**What needs to be done**
Scan the following data for lines with "ExecutionError" and state how many there are, as a number only.

[Stored data]
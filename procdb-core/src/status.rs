//! Call outcomes

use crate::{PdbError, Value};
use serde::{Deserialize, Serialize};

/// Status code of a finished call
#[derive(Debug, Clone, Copy, PartialEq, Eq, Hash, Serialize, Deserialize)]
#[serde(rename_all = "SCREAMING_SNAKE_CASE")]
pub enum Status {
    Success = 0,
    /// Malformed invocation, detected before any handler ran
    CallingError = 1,
    /// The handler ran and failed
    ExecutionError = 2,
    /// User declined an interactive procedure, caller may continue
    PassThrough = 3,
    /// User aborted the call
    Cancel = 4,
}

impl Status {
    pub fn code(self) -> i32 {
        self as i32
    }

    pub fn from_code(code: i32) -> Option<Self> {
        match code {
            0 => Some(Status::Success),
            1 => Some(Status::CallingError),
            2 => Some(Status::ExecutionError),
            3 => Some(Status::PassThrough),
            4 => Some(Status::Cancel),
            _ => None,
        }
    }
}

impl std::fmt::Display for Status {
    fn fmt(&self, f: &mut std::fmt::Formatter<'_>) -> std::fmt::Result {
        let s = match self {
            Status::Success => "SUCCESS",
            Status::CallingError => "CALLING_ERROR",
            Status::ExecutionError => "EXECUTION_ERROR",
            Status::PassThrough => "PASS_THROUGH",
            Status::Cancel => "CANCEL",
        };
        f.write_str(s)
    }
}

/// Result of one `execute` call
#[derive(Debug, Clone, PartialEq, Serialize, Deserialize)]
pub struct ProcResult {
    pub status: Status,
    #[serde(skip_serializing_if = "Option::is_none")]
    pub message: Option<String>,
    #[serde(default)]
    pub returns: Vec<Value>,
    /// Structured detail for calling errors
    #[serde(skip_serializing_if = "Option::is_none")]
    pub error: Option<PdbError>,
}

impl ProcResult {
    pub fn success(returns: Vec<Value>) -> Self {
        Self { status: Status::Success, message: None, returns, error: None }
    }

    pub fn calling_error(error: PdbError) -> Self {
        Self {
            status: Status::CallingError,
            message: Some(error.message.clone()),
            returns: Vec::new(),
            error: Some(error),
        }
    }

    pub fn execution_error(message: impl Into<String>) -> Self {
        Self {
            status: Status::ExecutionError,
            message: Some(message.into()),
            returns: Vec::new(),
            error: None,
        }
    }

    pub fn cancel() -> Self {
        Self { status: Status::Cancel, message: None, returns: Vec::new(), error: None }
    }

    pub fn pass_through() -> Self {
        Self { status: Status::PassThrough, message: None, returns: Vec::new(), error: None }
    }

    /// Rebuild a result received from elsewhere (e.g. the wire)
    pub fn from_parts(status: Status, message: Option<String>, returns: Vec<Value>) -> Self {
        Self { status, message, returns, error: None }
    }

    pub fn is_success(&self) -> bool {
        self.status == Status::Success
    }

    /// Return values of a successful call, otherwise the failure as a `ProcError`
    pub fn into_values(self) -> Result<Vec<Value>, ProcError> {
        match self.status {
            Status::Success => Ok(self.returns),
            Status::CallingError => Err(ProcError::Calling(self.error.unwrap_or_else(|| {
                PdbError::new(crate::codes::ARG_TYPE, self.message.unwrap_or_default())
            }))),
            Status::ExecutionError => Err(ProcError::Execution(self.message.unwrap_or_default())),
            Status::PassThrough => Err(ProcError::PassThrough),
            Status::Cancel => Err(ProcError::Cancel),
        }
    }
}

/// Failure reported by a procedure handler
#[derive(Debug, Clone, PartialEq, thiserror::Error)]
pub enum ProcError {
    /// Handler detected a malformed call the signature could not express
    #[error("{0}")]
    Calling(PdbError),

    #[error("{0}")]
    Execution(String),

    #[error("procedure was cancelled")]
    Cancel,

    #[error("procedure passed through")]
    PassThrough,
}

impl ProcError {
    pub fn execution(message: impl Into<String>) -> Self {
        ProcError::Execution(message.into())
    }
}

impl From<PdbError> for ProcError {
    fn from(err: PdbError) -> Self {
        ProcError::Calling(err)
    }
}

impl From<ProcError> for ProcResult {
    fn from(err: ProcError) -> Self {
        match err {
            ProcError::Calling(e) => ProcResult::calling_error(e),
            ProcError::Execution(msg) => ProcResult::execution_error(msg),
            ProcError::Cancel => ProcResult::cancel(),
            ProcError::PassThrough => ProcResult::pass_through(),
        }
    }
}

**Written solution**
5